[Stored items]
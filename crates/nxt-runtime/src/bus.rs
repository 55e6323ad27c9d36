#![forbid(unsafe_code)]

//! Shared event bus.
//!
//! Behaviors and the scanner publish [`BusEvent`]s; the host and other
//! behaviors subscribe. Delivery is synchronous, in subscription order.
//!
//! # Invariants
//!
//! 1. An event emitted while another is being delivered is queued and
//!    delivered after the current one reaches every subscriber.
//! 2. Subscribers never observe events out of emission order.

use crate::error::panic_message;
use nxt_dom::ElementId;
use serde_json::Value;
use std::cell::RefCell;
use std::collections::VecDeque;
use std::panic::AssertUnwindSafe;
use std::rc::{Rc, Weak};

/// Events carried on the bus.
#[derive(Debug, Clone, PartialEq)]
pub enum BusEvent {
    /// A behavior reported a failure.
    ErrorOccurred {
        element: Option<ElementId>,
        enhancer: String,
        message: String,
    },
    /// The first scan completed.
    DisplayReady { enhanced: usize },
    /// Behavior-defined signal.
    Custom { name: String, detail: Value },
}

impl BusEvent {
    /// Wire name of the event.
    #[must_use]
    pub fn name(&self) -> &str {
        match self {
            Self::ErrorOccurred { .. } => "error:occurred",
            Self::DisplayReady { .. } => "display:ready",
            Self::Custom { name, .. } => name,
        }
    }
}

type Handler = Rc<dyn Fn(&BusEvent)>;

#[derive(Default)]
struct BusInner {
    subscribers: Vec<Weak<dyn Fn(&BusEvent)>>,
    queue: VecDeque<BusEvent>,
    delivering: bool,
    emitted: u64,
}

/// Cloneable bus handle.
#[derive(Clone, Default)]
pub struct EventBus {
    inner: Rc<RefCell<BusInner>>,
}

impl std::fmt::Debug for EventBus {
    fn fmt(&self, f: &mut std::fmt::Formatter<'_>) -> std::fmt::Result {
        let inner = self.inner.borrow();
        f.debug_struct("EventBus")
            .field("subscribers", &inner.subscribers.len())
            .field("queued", &inner.queue.len())
            .field("emitted", &inner.emitted)
            .finish()
    }
}

impl EventBus {
    #[must_use]
    pub fn new() -> Self {
        Self::default()
    }

    /// Publish an event.
    pub fn emit(&self, event: BusEvent) {
        {
            let mut inner = self.inner.borrow_mut();
            inner.emitted += 1;
            inner.queue.push_back(event);
            if inner.delivering {
                return;
            }
            inner.delivering = true;
        }
        loop {
            let next = {
                let mut inner = self.inner.borrow_mut();
                match inner.queue.pop_front() {
                    Some(event) => {
                        inner.subscribers.retain(|w| w.strong_count() > 0);
                        let handlers: Vec<Handler> = inner.subscribers.iter().filter_map(Weak::upgrade).collect();
                        Some((event, handlers))
                    }
                    None => {
                        inner.delivering = false;
                        None
                    }
                }
            };
            let Some((event, handlers)) = next else {
                break;
            };
            tracing::trace!(event = event.name(), subscribers = handlers.len(), "bus deliver");
            for handler in &handlers {
                let outcome = std::panic::catch_unwind(AssertUnwindSafe(|| handler(&event)));
                if let Err(payload) = outcome {
                    tracing::error!(
                        event = event.name(),
                        panic = %panic_message(payload.as_ref()),
                        "bus subscriber panicked"
                    );
                }
            }
        }
    }

    /// Receive every event until the guard is dropped.
    pub fn subscribe(&self, handler: impl Fn(&BusEvent) + 'static) -> BusSubscription {
        let strong: Handler = Rc::new(handler);
        self.inner.borrow_mut().subscribers.push(Rc::downgrade(&strong));
        BusSubscription { _handler: strong }
    }

    /// Total events emitted.
    #[must_use]
    pub fn emitted(&self) -> u64 {
        self.inner.borrow().emitted
    }
}

/// Guard for a bus subscription. Dropping it unsubscribes.
pub struct BusSubscription {
    _handler: Handler,
}

impl std::fmt::Debug for BusSubscription {
    fn fmt(&self, f: &mut std::fmt::Formatter<'_>) -> std::fmt::Result {
        f.debug_struct("BusSubscription").finish_non_exhaustive()
    }
}

#[cfg(test)]
mod tests {
    use super::*;
    use serde_json::json;

    fn custom(name: &str) -> BusEvent {
        BusEvent::Custom {
            name: name.to_string(),
            detail: json!(null),
        }
    }

    #[test]
    fn delivers_to_all_subscribers() {
        let bus = EventBus::new();
        let log = Rc::new(RefCell::new(Vec::new()));
        let (a, b) = (Rc::clone(&log), Rc::clone(&log));
        let _s1 = bus.subscribe(move |e| a.borrow_mut().push(format!("a:{}", e.name())));
        let _s2 = bus.subscribe(move |e| b.borrow_mut().push(format!("b:{}", e.name())));
        bus.emit(BusEvent::DisplayReady { enhanced: 3 });
        assert_eq!(*log.borrow(), vec!["a:display:ready", "b:display:ready"]);
    }

    #[test]
    fn reentrant_emit_is_queued() {
        let bus = EventBus::new();
        let log = Rc::new(RefCell::new(Vec::new()));
        let handle = bus.clone();
        let first = Rc::clone(&log);
        let _s1 = bus.subscribe(move |e| {
            first.borrow_mut().push(format!("1:{}", e.name()));
            if e.name() == "outer" {
                handle.emit(custom("inner"));
            }
        });
        let second = Rc::clone(&log);
        let _s2 = bus.subscribe(move |e| second.borrow_mut().push(format!("2:{}", e.name())));
        bus.emit(custom("outer"));
        assert_eq!(*log.borrow(), vec!["1:outer", "2:outer", "1:inner", "2:inner"]);
        assert_eq!(bus.emitted(), 2);
    }

    #[test]
    fn dropped_subscription_stops_delivery() {
        let bus = EventBus::new();
        let hits = Rc::new(RefCell::new(0));
        let hits_clone = Rc::clone(&hits);
        let sub = bus.subscribe(move |_| *hits_clone.borrow_mut() += 1);
        bus.emit(custom("x"));
        drop(sub);
        bus.emit(custom("y"));
        assert_eq!(*hits.borrow(), 1);
    }
}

WHAT TO WORK ON - Return, please, the lines of the data from the first through the line containing "use crate::error::panic_message;", both kept, exactly as they stand and nothing more.

FINISHED TASK -
filename crates/nxt-runtime/src/bus.rs
repository 55e6323ad27c9d36
#![forbid(unsafe_code)]

//! Shared event bus.
//!
//! Behaviors and the scanner publish [`BusEvent`]s; the host and other
//! behaviors subscribe. Delivery is synchronous, in subscription order.
//!
//! # Invariants
//!
//! 1. An event emitted while another is being delivered is queued and
//!    delivered after the current one reaches every subscriber.
//! 2. Subscribers never observe events out of emission order.

use crate::error::panic_message;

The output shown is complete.